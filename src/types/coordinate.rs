//! Geographic coordinates stored as fixed-precision microdegrees.

use crate::error::InvalidInputError;
use serde::{Deserialize, Serialize};
use std::fmt;

const MICRODEGREES: f64 = 1_000_000.0;

/// A validated latitude/longitude pair.
///
/// Values are stored as integer microdegrees (six decimal places, roughly 11 cm
/// at the equator), so two coordinates built from the same decimal input always
/// compare equal and hash identically.
///
/// # Examples
///
/// ```
/// use routecast::Coordinate;
///
/// let boulder = Coordinate::new(40.0150, -105.2705).unwrap();
/// assert_eq!(boulder.latitude(), 40.015);
/// assert!(Coordinate::new(91.0, 0.0).is_err());
/// ```
#[derive(Debug, Clone, Copy, PartialEq, Eq, Hash, Serialize, Deserialize)]
pub struct Coordinate {
    lat_e6: i32,
    lon_e6: i32,
}

impl Coordinate {
    /// Creates a coordinate, rejecting non-finite values and anything outside
    /// `-90..=90` latitude or `-180..=180` longitude.
    pub fn new(latitude: f64, longitude: f64) -> Result<Self, InvalidInputError> {
        if !latitude.is_finite() || !(-90.0..=90.0).contains(&latitude) {
            return Err(InvalidInputError::Latitude(latitude));
        }
        if !longitude.is_finite() || !(-180.0..=180.0).contains(&longitude) {
            return Err(InvalidInputError::Longitude(longitude));
        }
        Ok(Self {
            lat_e6: (latitude * MICRODEGREES).round() as i32,
            lon_e6: (longitude * MICRODEGREES).round() as i32,
        })
    }

    pub fn latitude(&self) -> f64 {
        self.lat_e6 as f64 / MICRODEGREES
    }

    pub fn longitude(&self) -> f64 {
        self.lon_e6 as f64 / MICRODEGREES
    }

    pub(crate) fn latitude_e6(&self) -> i32 {
        self.lat_e6
    }

    pub(crate) fn longitude_e6(&self) -> i32 {
        self.lon_e6
    }

    /// The point a fraction `t` (clamped to `0..=1`) of the way to `other`,
    /// interpolated linearly in degrees.
    pub(crate) fn lerp(&self, other: &Coordinate, t: f64) -> Coordinate {
        let t = if t.is_nan() { 0.0 } else { t.clamp(0.0, 1.0) };
        let mix = |a: i32, b: i32| a + ((f64::from(b) - f64::from(a)) * t).round() as i32;
        Coordinate {
            lat_e6: mix(self.lat_e6, other.lat_e6),
            lon_e6: mix(self.lon_e6, other.lon_e6),
        }
    }

    /// Great-circle distance to `other` in kilometers.
    pub fn distance_km(&self, other: &Coordinate) -> f64 {
        haversine::distance(
            haversine::Location {
                latitude: self.latitude(),
                longitude: self.longitude(),
            },
            haversine::Location {
                latitude: other.latitude(),
                longitude: other.longitude(),
            },
            haversine::Units::Kilometers,
        )
    }
}

impl fmt::Display for Coordinate {
    fn fmt(&self, f: &mut fmt::Formatter<'_>) -> fmt::Result {
        write!(f, "({:.6}, {:.6})", self.latitude(), self.longitude())
    }
}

◆ **Assigned task**
Copy the records above exactly, please, but only from the first line through the line containing "if !longitude.is_finite() ||".

◆ **Result of this task**
filename src/types/coordinate.rs
//! Geographic coordinates stored as fixed-precision microdegrees.

use crate::error::InvalidInputError;
use serde::{Deserialize, Serialize};
use std::fmt;

const MICRODEGREES: f64 = 1_000_000.0;

/// A validated latitude/longitude pair.
///
/// Values are stored as integer microdegrees (six decimal places, roughly 11 cm
/// at the equator), so two coordinates built from the same decimal input always
/// compare equal and hash identically.
///
/// # Examples
///
/// ```
/// use routecast::Coordinate;
///
/// let boulder = Coordinate::new(40.0150, -105.2705).unwrap();
/// assert_eq!(boulder.latitude(), 40.015);
/// assert!(Coordinate::new(91.0, 0.0).is_err());
/// ```
#[derive(Debug, Clone, Copy, PartialEq, Eq, Hash, Serialize, Deserialize)]
pub struct Coordinate {
    lat_e6: i32,
    lon_e6: i32,
}

impl Coordinate {
    /// Creates a coordinate, rejecting non-finite values and anything outside
    /// `-90..=90` latitude or `-180..=180` longitude.
    pub fn new(latitude: f64, longitude: f64) -> Result<Self, InvalidInputError> {
        if !latitude.is_finite() || !(-90.0..=90.0).contains(&latitude) {
            return Err(InvalidInputError::Latitude(latitude));
        }
        if !longitude.is_finite() || !(-180.0..=180.0).contains(&longitude) {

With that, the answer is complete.